Activity
Restate the records underneath, keeping each one exactly the same.

__________

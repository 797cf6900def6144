// Copyright 2025 STARGA Inc.
// Licensed under the Apache License, Version 2.0 (the "License");
// you may not use this file except in compliance with the License.
// You may obtain a copy of the License at:
//     http://www.apache.org/licenses/LICENSE-2.0
//
// Unless required by applicable law or agreed to in writing, software
// distributed under the License is distributed on an "AS IS" BASIS,
// WITHOUT WARRANTIES OR CONDITIONS OF ANY KIND, either express or implied.
// See the License for the specific language governing permissions and
// limitations under the License.

// Part of the MIND project (Machine Intelligence Native Design).

//! Reduction-axis resolution for gradients of broadcast elementwise ops.

use num_traits::PrimInt;

use super::ShapeError;

/// Resolve the axes along which each operand's gradient must be summed
/// after a broadcast elementwise operation.
///
/// `a_dims` and `b_dims` are the operands' forward shapes. The returned
/// lists hold axis indices into the virtual result shape of rank
/// `max(a_dims.len(), b_dims.len())`, innermost axis first: each list is
/// strictly descending, and consumers may rely on that order. An axis
/// appears in an operand's list wherever that operand's extent was 1, or
/// absent entirely, while the broadcast result was wider; summing the
/// upstream gradient over those axes shrinks it back to the operand shape.
///
/// The two shapes are assumed broadcast-compatible. That precondition is
/// established by the forward op's shape inference and is deliberately not
/// re-checked here: a malformed pair still resolves to completion, it just
/// names no axes for the mismatched positions. Use
/// [`broadcast_output_shape`](super::broadcast_output_shape) to validate
/// untrusted shape pairs.
///
/// Fails only when a virtual axis index does not fit in `T`.
///
/// # Example
/// ```
/// use gradops::shapes::grad::broadcast_gradient_axes;
///
/// let (a_axes, b_axes) = broadcast_gradient_axes::<i64>(&[2, 1, 4], &[2, 5, 4]).unwrap();
/// assert_eq!(a_axes, vec![1]);
/// assert!(b_axes.is_empty());
/// ```
pub fn broadcast_gradient_axes<T: PrimInt>(
    a_dims: &[T],
    b_dims: &[T],
) -> Result<(Vec<T>, Vec<T>), ShapeError> {
    let ndim = a_dims.len().max(b_dims.len());

    let mut a_axes: Vec<T> = Vec::new();
    let mut b_axes: Vec<T> = Vec::new();

    let mut i = a_dims.len() as isize - 1;
    let mut j = b_dims.len() as isize - 1;
    let mut k = ndim as isize - 1;

    let one = T::one();

    while i >= 0 && j >= 0 {
        let a_dim = a_dims[i as usize];
        let b_dim = b_dims[j as usize];

        // Equal extents broadcast nowhere; a differing pair replicates the
        // side whose extent is 1 along this axis.
        if a_dim != b_dim {
            if a_dim == one {
                a_axes.push(axis_index(k as usize)?);
            }
            if b_dim == one {
                b_axes.push(axis_index(k as usize)?);
            }
        }

        i -= 1;
        j -= 1;
        k -= 1;
    }

    // The side that ran out of explicit dimensions first was implicitly
    // padded with leading 1s; every remaining virtual axis reduces it.
    let shorter = if i < 0 { &mut a_axes } else { &mut b_axes };
    while k >= 0 {
        shorter.push(axis_index(k as usize)?);
        k -= 1;
    }

    Ok((a_axes, b_axes))
}

fn axis_index<T: PrimInt>(k: usize) -> Result<T, ShapeError> {
    T::from(k).ok_or(ShapeError::AxisOverflow { axis: k })
}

__________

Answer to this task
repository 797cf6900def6144
// Copyright 2025 STARGA Inc.
// Licensed under the Apache License, Version 2.0 (the "License");
// you may not use this file except in compliance with the License.
// You may obtain a copy of the License at:
//     http://www.apache.org/licenses/LICENSE-2.0
//
// Unless required by applicable law or agreed to in writing, software
// distributed under the License is distributed on an "AS IS" BASIS,
// WITHOUT WARRANTIES OR CONDITIONS OF ANY KIND, either express or implied.
// See the License for the specific language governing permissions and
// limitations under the License.

// Part of the MIND project (Machine Intelligence Native Design).

//! Reduction-axis resolution for gradients of broadcast elementwise ops.

use num_traits::PrimInt;

use super::ShapeError;

/// Resolve the axes along which each operand's gradient must be summed
/// after a broadcast elementwise operation.
///
/// `a_dims` and `b_dims` are the operands' forward shapes. The returned
/// lists hold axis indices into the virtual result shape of rank
/// `max(a_dims.len(), b_dims.len())`, innermost axis first: each list is
/// strictly descending, and consumers may rely on that order. An axis
/// appears in an operand's list wherever that operand's extent was 1, or
/// absent entirely, while the broadcast result was wider; summing the
/// upstream gradient over those axes shrinks it back to the operand shape.
///
/// The two shapes are assumed broadcast-compatible. That precondition is
/// established by the forward op's shape inference and is deliberately not
/// re-checked here: a malformed pair still resolves to completion, it just
/// names no axes for the mismatched positions. Use
/// [`broadcast_output_shape`](super::broadcast_output_shape) to validate
/// untrusted shape pairs.
///
/// Fails only when a virtual axis index does not fit in `T`.
///
/// # Example
/// ```
/// use gradops::shapes::grad::broadcast_gradient_axes;
///
/// let (a_axes, b_axes) = broadcast_gradient_axes::<i64>(&[2, 1, 4], &[2, 5, 4]).unwrap();
/// assert_eq!(a_axes, vec![1]);
/// assert!(b_axes.is_empty());
/// ```
pub fn broadcast_gradient_axes<T: PrimInt>(
    a_dims: &[T],
    b_dims: &[T],
) -> Result<(Vec<T>, Vec<T>), ShapeError> {
    let ndim = a_dims.len().max(b_dims.len());

    let mut a_axes: Vec<T> = Vec::new();
    let mut b_axes: Vec<T> = Vec::new();

    let mut i = a_dims.len() as isize - 1;
    let mut j = b_dims.len() as isize - 1;
    let mut k = ndim as isize - 1;

    let one = T::one();

    while i >= 0 && j >= 0 {
        let a_dim = a_dims[i as usize];
        let b_dim = b_dims[j as usize];

        // Equal extents broadcast nowhere; a differing pair replicates the
        // side whose extent is 1 along this axis.
        if a_dim != b_dim {
            if a_dim == one {
                a_axes.push(axis_index(k as usize)?);
            }
            if b_dim == one {
                b_axes.push(axis_index(k as usize)?);
            }
        }

        i -= 1;
        j -= 1;
        k -= 1;
    }

    // The side that ran out of explicit dimensions first was implicitly
    // padded with leading 1s; every remaining virtual axis reduces it.
    let shorter = if i < 0 { &mut a_axes } else { &mut b_axes };
    while k >= 0 {
        shorter.push(axis_index(k as usize)?);
        k -= 1;
    }

    Ok((a_axes, b_axes))
}

fn axis_index<T: PrimInt>(k: usize) -> Result<T, ShapeError> {
    T::from(k).ok_or(ShapeError::AxisOverflow { axis: k })
}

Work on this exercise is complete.